- _Given data_:

//! Fake chain/relay transports for tests and dry-run mode.

use std::sync::atomic::{AtomicU64, Ordering};
use std::sync::Mutex;

use alloy::primitives::Address;
use async_trait::async_trait;
use tracing::info;

use crate::blockchain::ChainApi;
use crate::mev::bundle::Bundle;
use crate::mev::relay::BundleRelay;
use crate::types::{RelayResponse, SearcherError};

/// In-memory chain stub with call counters.
pub struct MockChainApi {
    proposer: Option<Address>,
    tx_count: u64,
    proposer_calls: AtomicU64,
}

impl MockChainApi {
    pub fn with_proposer(proposer: Address) -> Self {
        Self {
            proposer: Some(proposer),
            tx_count: 0,
            proposer_calls: AtomicU64::new(0),
        }
    }

    pub fn with_proposer_failure() -> Self {
        Self {
            proposer: None,
            tx_count: 0,
            proposer_calls: AtomicU64::new(0),
        }
    }

    pub fn tx_count(mut self, count: u64) -> Self {
        self.tx_count = count;
        self
    }

    pub fn proposer_calls(&self) -> u64 {
        self.proposer_calls.load(Ordering::Relaxed)
    }
}

#[async_trait]
impl ChainApi for MockChainApi {
    async fn current_proposer(&self) -> Result<Address, SearcherError> {
        self.proposer_calls.fetch_add(1, Ordering::Relaxed);
        self.proposer
            .ok_or_else(|| SearcherError::UnknownValidator("mock failure".to_string()))
    }

    async fn transaction_count(&self, _address: Address) -> Result<u64, SearcherError> {
        Ok(self.tx_count)
    }
}

/// Relay stub. Records every submitted bundle and answers with a canned
/// result, or with a rejection when one is configured.
pub struct MockRelay {
    result: serde_json::Value,
    reject_reason: Option<String>,
    submissions: AtomicU64,
    last_bundle: Mutex<Option<Vec<String>>>,
}

impl MockRelay {
    pub fn accepting() -> Self {
        Self {
            result: serde_json::json!("mock-bundle-result"),
            reject_reason: None,
            submissions: AtomicU64::new(0),
            last_bundle: Mutex::new(None),
        }
    }

    pub fn rejecting(reason: &str) -> Self {
        Self {
            result: serde_json::Value::Null,
            reject_reason: Some(reason.to_string()),
            submissions: AtomicU64::new(0),
            last_bundle: Mutex::new(None),
        }
    }

    pub fn submissions(&self) -> u64 {
        self.submissions.load(Ordering::Relaxed)
    }

    pub fn last_bundle(&self) -> Option<Vec<String>> {
        self.last_bundle.lock().unwrap().clone()
    }
}

#[async_trait]
impl BundleRelay for MockRelay {
    async fn submit_bundle(&self, bundle: &Bundle) -> Result<RelayResponse, SearcherError> {
        self.submissions.fetch_add(1, Ordering::Relaxed);
        let txs = bundle.to_hex_txs();
        info!("🧪 mock relay received bundle of {} txs", txs.len());
        *self.last_bundle.lock().unwrap() = Some(txs);

        match &self.reject_reason {
            Some(reason) => Err(SearcherError::RelayRejected {
                reason: reason.clone(),
            }),
            None => Ok(RelayResponse {
                result: self.result.clone(),
            }),
        }
    }
}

- _What is expected_: Exactly repeat the lines above, from the opening line through the one with "pub fn proposer_calls(&self)", and include nothing else.

- _The completed task_:
//! Fake chain/relay transports for tests and dry-run mode.

use std::sync::atomic::{AtomicU64, Ordering};
use std::sync::Mutex;

use alloy::primitives::Address;
use async_trait::async_trait;
use tracing::info;

use crate::blockchain::ChainApi;
use crate::mev::bundle::Bundle;
use crate::mev::relay::BundleRelay;
use crate::types::{RelayResponse, SearcherError};

/// In-memory chain stub with call counters.
pub struct MockChainApi {
    proposer: Option<Address>,
    tx_count: u64,
    proposer_calls: AtomicU64,
}

impl MockChainApi {
    pub fn with_proposer(proposer: Address) -> Self {
        Self {
            proposer: Some(proposer),
            tx_count: 0,
            proposer_calls: AtomicU64::new(0),
        }
    }

    pub fn with_proposer_failure() -> Self {
        Self {
            proposer: None,
            tx_count: 0,
            proposer_calls: AtomicU64::new(0),
        }
    }

    pub fn tx_count(mut self, count: u64) -> Self {
        self.tx_count = count;
        self
    }

    pub fn proposer_calls(&self) -> u64 {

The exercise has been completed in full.